• We’re currently investigating an issue related to the forum theme and styling that is impacting page layout and visual formatting. The problem has been identified, and we are actively working on a resolution. There is no impact to user data or functionality, this is strictly a front-end display issue. We’ll post an update once the fix has been deployed. Thanks for your patience while we get this sorted.

Question for you Comp Science folks! (Round 2)

blahblah99

Platinum Member
A while back I posted this question and got some really good responses...however, I just recently came up with an EVEN FASTER way....

The problem is this - you have an array of 1 million elements and want to pick the top 10 largest elements in the array. What's the fastest way to implement the sort?

The 10-iteration bubble sort is slow compared to what I have. 😛

For comparison,

10-iteration bubble sort = ~17 seconds.
my ingenuity sort = <1 second on the same computer, typically 0.5-0.8 seconds.
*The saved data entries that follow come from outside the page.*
/// Insert below `node`; returns the new sibling when `node` had to split.
fn insert_into(
    node: &mut Node,
    entry: IndexEntry,
    min_entries: usize,
    max_entries: usize,
) -> Option<Node> {
    match node {
        Node::Leaf(entries) => {
            entries.push(entry);
            if entries.len() <= max_entries {
                return None;
            }
            let (left, right) = quadratic_split(std::mem::take(entries), min_entries);
            log::debug!("Split leaf into {} + {} entries", left.len(), right.len());
            *entries = left;
            Some(Node::Leaf(right))
        }
        Node::Branch(children) => {
            let idx = choose_subtree(children, &entry.rect);
            let sibling = insert_into(&mut children[idx].node, entry, min_entries, max_entries);

            let Some(sibling) = sibling else {
                children[idx].rect = bbox::union(&children[idx].rect, &entry.rect);
                return None;
            };

            if let Some(rect) = children[idx].node.rect() {
                children[idx].rect = rect;
            }
            children.extend(Child::wrap(sibling));
            if children.len() <= max_entries {
                return None;
            }
            let (left, right) = quadratic_split(std::mem::take(children), min_entries);
            log::debug!(
                "Split branch into {} + {} children",
                left.len(),
                right.len()
            );
            *children = left;
            Some(Node::Branch(right))
        }
    }
}
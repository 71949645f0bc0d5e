//! # geoquery-types
//!
//! Core data model for the geoquery spatial engine.
//!
//! This crate provides the plain data the engine stores and indexes:
//!
//! - **Geometry**: `Geometry` (point, polyline, polygon) and its `GeometryKind` tag
//! - **Records**: `GeometryRecord`, its `RecordId`, `ReferenceSystem` and opaque `Attributes`
//!
//! All types are serializable with Serde and built on top of the `geo` crate's
//! geometric primitives. Nothing here validates coordinates; that is the
//! engine's job at its API boundary.
//!
//! ## Examples
//!
//! ```rust
//! use geoquery_types::geometry::Geometry;
//! use geoquery_types::record::{GeometryRecord, RecordId, ReferenceSystem};
//!
//! let cafe = GeometryRecord::new(
//!     RecordId(1),
//!     ReferenceSystem::WGS84,
//!     Geometry::point(-6.26, 53.35),
//! )
//! .with_attribute("name", "Brew Lab")
//! .with_attribute("category", "cafe");
//! assert_eq!(cafe.id, RecordId(1));
//! ```

pub mod geometry;
pub mod record;

pub use geometry::{Geometry, GeometryKind};
pub use record::{AttributeValue, Attributes, GeometryRecord, RecordId, ReferenceSystem};
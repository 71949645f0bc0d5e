//! Error types for the geoquery engine.

use geoquery_types::{RecordId, ReferenceSystem};
use thiserror::Error;

pub type Result<T> = std::result::Result<T, GeoQueryError>;

/// Every failure the engine reports. All kinds are locally recoverable;
/// an empty query result is a success, never one of these.
#[derive(Debug, Clone, PartialEq, Error)]
pub enum GeoQueryError {
    #[error("record {0} already exists")]
    DuplicateId(RecordId),

    #[error("record {0} not found")]
    NotFound(RecordId),

    #[error("reference system mismatch: store uses {expected}, record uses {found}")]
    ReferenceSystemMismatch {
        expected: ReferenceSystem,
        found: ReferenceSystem,
    },

    #[error("invalid geometry: {0}")]
    InvalidGeometry(String),

    #[error("invalid query parameter: {0}")]
    InvalidQueryParameter(String),

    #[error("invalid configuration: {0}")]
    InvalidConfig(String),
}

impl GeoQueryError {
    /// Re-tag a geometry error raised while checking a query argument.
    pub(crate) fn into_query_error(self) -> Self {
        match self {
            GeoQueryError::InvalidGeometry(msg) => GeoQueryError::InvalidQueryParameter(msg),
            other => other,
        }
    }
}
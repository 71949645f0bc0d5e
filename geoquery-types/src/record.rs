use crate::geometry::{Geometry, GeometryKind};
use serde::{Deserialize, Serialize};
use std::collections::BTreeMap;
use std::fmt;

/// Caller-assigned record identifier, immutable once inserted.
#[derive(
    Debug, Clone, Copy, PartialEq, Eq, Hash, PartialOrd, Ord, Default, Serialize, Deserialize,
)]
#[serde(transparent)]
pub struct RecordId(pub u64);

impl RecordId {
    pub const fn get(self) -> u64 {
        self.0
    }
}

impl From<u64> for RecordId {
    fn from(id: u64) -> Self {
        RecordId(id)
    }
}

impl fmt::Display for RecordId {
    fn fmt(&self, f: &mut fmt::Formatter<'_>) -> fmt::Result {
        write!(f, "{}", self.0)
    }
}

/// Spatial reference system identifier (an EPSG/SRID code).
#[derive(Debug, Clone, Copy, PartialEq, Eq, Hash, Serialize, Deserialize)]
#[serde(transparent)]
pub struct ReferenceSystem(pub u32);

impl ReferenceSystem {
    /// WGS 84 longitude/latitude, EPSG:4326.
    pub const WGS84: ReferenceSystem = ReferenceSystem(4326);

    /// Web Mercator, EPSG:3857.
    pub const WEB_MERCATOR: ReferenceSystem = ReferenceSystem(3857);

    pub const fn srid(self) -> u32 {
        self.0
    }
}

impl Default for ReferenceSystem {
    fn default() -> Self {
        Self::WGS84
    }
}

impl fmt::Display for ReferenceSystem {
    fn fmt(&self, f: &mut fmt::Formatter<'_>) -> fmt::Result {
        write!(f, "EPSG:{}", self.0)
    }
}

/// Scalar attribute value carried alongside a geometry.
///
/// The engine never inspects these; they are passed through untouched.
#[derive(Debug, Clone, PartialEq, Serialize, Deserialize)]
#[serde(untagged)]
pub enum AttributeValue {
    Null,
    Bool(bool),
    Int(i64),
    Float(f64),
    Text(String),
}

impl From<bool> for AttributeValue {
    fn from(v: bool) -> Self {
        AttributeValue::Bool(v)
    }
}

impl From<i64> for AttributeValue {
    fn from(v: i64) -> Self {
        AttributeValue::Int(v)
    }
}

impl From<f64> for AttributeValue {
    fn from(v: f64) -> Self {
        AttributeValue::Float(v)
    }
}

impl From<&str> for AttributeValue {
    fn from(v: &str) -> Self {
        AttributeValue::Text(v.to_string())
    }
}

impl From<String> for AttributeValue {
    fn from(v: String) -> Self {
        AttributeValue::Text(v)
    }
}

/// Caller-opaque attribute map. Ordered so records compare and print stably.
pub type Attributes = BTreeMap<String, AttributeValue>;

/// A geometry plus its identifier and caller-supplied attributes.
#[derive(Debug, Clone, PartialEq, Serialize, Deserialize)]
pub struct GeometryRecord {
    pub id: RecordId,
    pub reference_system: ReferenceSystem,
    pub geometry: Geometry,
    #[serde(default)]
    pub attributes: Attributes,
}

impl GeometryRecord {
    pub fn new(id: RecordId, reference_system: ReferenceSystem, geometry: Geometry) -> Self {
        Self {
            id,
            reference_system,
            geometry,
            attributes: Attributes::new(),
        }
    }

    /// Attach an attribute, replacing any previous value under `key`.
    pub fn with_attribute(
        mut self,
        key: impl Into<String>,
        value: impl Into<AttributeValue>,
    ) -> Self {
        self.attributes.insert(key.into(), value.into());
        self
    }

    pub fn with_attributes(mut self, attributes: Attributes) -> Self {
        self.attributes = attributes;
        self
    }

    pub fn kind(&self) -> GeometryKind {
        self.geometry.kind()
    }
}
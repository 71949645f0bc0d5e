//! Geometry computations: rectangle math, exact predicates, validation and
//! the spatial index.

pub mod bbox;
pub mod geometry;
pub mod spatial;
pub mod validation;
I dare you to come up with a faster sort algorithm! 😀 And if it's good, some Paypal will be involved!
 
What exactly is the sort you're using? This is a classic selection sort case.
 
Radix Sort. It's incredibly fast, with a much quicker worst-case sort than Quicksort. I'd tell you what it was if I could find my damn textbook.
 
Originally posted by: blahblah99
A while back I posted this question and got some really good responses...however, I just recently came up with an EVEN FASTER way....

The problem is this - you have an array of 1 million elements and want to pick the top 10 largest elements in the array. What's the fastest way to implement the sort?

The 10-iteration bubble sort is slow compared to what I have. 😛

For comparison,

10-iteration bubble sort = ~17 seconds.
my ingenuity sort = <1 second on the same computer, typically 0.5-0.8 seconds.

I dare you to come up with a faster sort algorithm! 😀 And if it's good, some Paypal will be involved!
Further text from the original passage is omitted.